Classical ML
Classification, regression, time series forecasting, computer vision, and predictive maintenance.
My Approach
Not everything needs a large language model. A lot of the highest-impact ML work I have done involves classical techniques: time series forecasting, classification, regression, computer vision, and predictive maintenance. These methods are well-understood, interpretable, and often the right tool for the job in industrial and operational settings.

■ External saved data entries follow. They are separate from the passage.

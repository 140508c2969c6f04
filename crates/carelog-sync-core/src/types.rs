//! Sync-specific types: transport trait, storage interface, and the wire
//! shape of documents pushed to the cloud endpoint.

use async_trait::async_trait;
use chrono::{DateTime, Utc};
use serde::{Deserialize, Serialize};
use serde_json::Value;

use carelog_db::{EncryptedStore, EntityKind, StorageError, UnsyncedRecord};

// ============================================================================
// SyncDocument — wire shape
// ============================================================================

/// One decrypted record tagged for upload.
///
/// Tenant fields (`org_id`, `synced_by`, `synced_by_email`) always come from
/// the authenticated identity, never from locally stored data.
#[derive(Debug, Clone, Serialize, Deserialize)]
#[serde(rename_all = "camelCase")]
pub struct SyncDocument {
    /// Stable server-side id, derived from the local row.
    pub id: String,
    pub session_id: String,
    pub entity_type: String,
    pub data: Value,
    #[serde(with = "chrono::serde::ts_milliseconds")]
    pub synced_at: DateTime<Utc>,
    #[serde(skip_serializing_if = "Option::is_none")]
    pub client_id: Option<String>,
    pub org_id: String,
    pub synced_by: String,
    pub synced_by_email: String,
}

/// Server acknowledgement for one upserted document.
#[derive(Debug, Clone)]
pub struct UpsertAck {
    pub id: String,
}

/// Aggregated outcome of one sync run.
#[derive(Debug, Clone, Copy, Default, PartialEq, Eq)]
pub struct SyncReport {
    pub success: usize,
    pub failed: usize,
    pub total: usize,
}

// ============================================================================
// SyncTransport — user-provided network layer
// ============================================================================

/// Why a transport call failed.
#[derive(Debug, Clone, Copy, PartialEq, Eq)]
pub enum TransportErrorKind {
    /// The endpoint could not be reached at all. Aborts the run; every
    /// unconfirmed document stays unsynced for the next trigger.
    Unreachable,
    /// The server processed the request and refused this document.
    /// Counted and logged, never fatal to sibling documents.
    Rejected,
}

/// Transport-level error for a single upsert.
#[derive(Debug, Clone)]
pub struct SyncTransportError {
    pub message: String,
    pub kind: TransportErrorKind,
}

impl SyncTransportError {
    pub fn unreachable(message: impl Into<String>) -> Self {
        Self {
            message: message.into(),
            kind: TransportErrorKind::Unreachable,
        }
    }

    pub fn rejected(message: impl Into<String>) -> Self {
        Self {
            message: message.into(),
            kind: TransportErrorKind::Rejected,
        }
    }
}

impl std::fmt::Display for SyncTransportError {
    fn fmt(&self, f: &mut std::fmt::Formatter<'_>) -> std::fmt::Result {
        write!(f, "{}", self.message)
    }
}

impl std::error::Error for SyncTransportError {}

/// User-implemented transport for the cloud batch-sync endpoint.
/// Implementations own the HTTP (or other) plumbing.
#[async_trait]
pub trait SyncTransport: Send + Sync {
    async fn upsert(&self, document: &SyncDocument)
        -> Result<UpsertAck, SyncTransportError>;
}

// ============================================================================
// SyncStore — narrow storage interface
// ============================================================================

/// The slice of the record store the sync engine needs.
///
/// Methods are synchronous and may block on storage I/O.
pub trait SyncStore: Send + Sync {
    fn unsynced(&self, kinds: &[EntityKind]) -> Result<Vec<UnsyncedRecord>, StorageError>;
    fn mark_synced(&self, ids: &[i64]) -> Result<usize, StorageError>;
}

impl SyncStore for EncryptedStore {
    fn unsynced(&self, kinds: &[EntityKind]) -> Result<Vec<UnsyncedRecord>, StorageError> {
        EncryptedStore::unsynced(self, kinds)
    }

    fn mark_synced(&self, ids: &[i64]) -> Result<usize, StorageError> {
        EncryptedStore::mark_synced(self, ids)
    }
}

What This Looks Like in Practice
Industrial Optimization
At Rio Tinto, I used ML to optimize titanium smelting furnaces and mine feed operations for a large open-pit mine. I also built predictive maintenance models to diagnose and predict equipment failure.
Computer Vision & Speech Recognition
At Axon, I worked on Automatic License Plate Recognition (ALPR) and Automatic Speech Recognition (ASR) products, with a focus on fairness evaluation across different demographics and locales.
Time Series Forecasting
At Wavo, I developed forecasting systems to predict API call patterns and prioritize expensive external data requests. At Rio Tinto, time series analysis was central to the furnace optimization and equipment health work.
Where I've Done This
Rio Tinto
Jun 2019 - Dec 2020
Optimized titanium smelting furnaces, mine feed operations, and equipment failure prediction using ML.
Axon
Jul 2022 - Sep 2024
Worked on computer vision (ALPR) and speech recognition (ASR) products with fairness evaluation.
Wavo.me
Oct 2018 - Jun 2019
Developed time series forecasting systems to prioritize expensive API calls.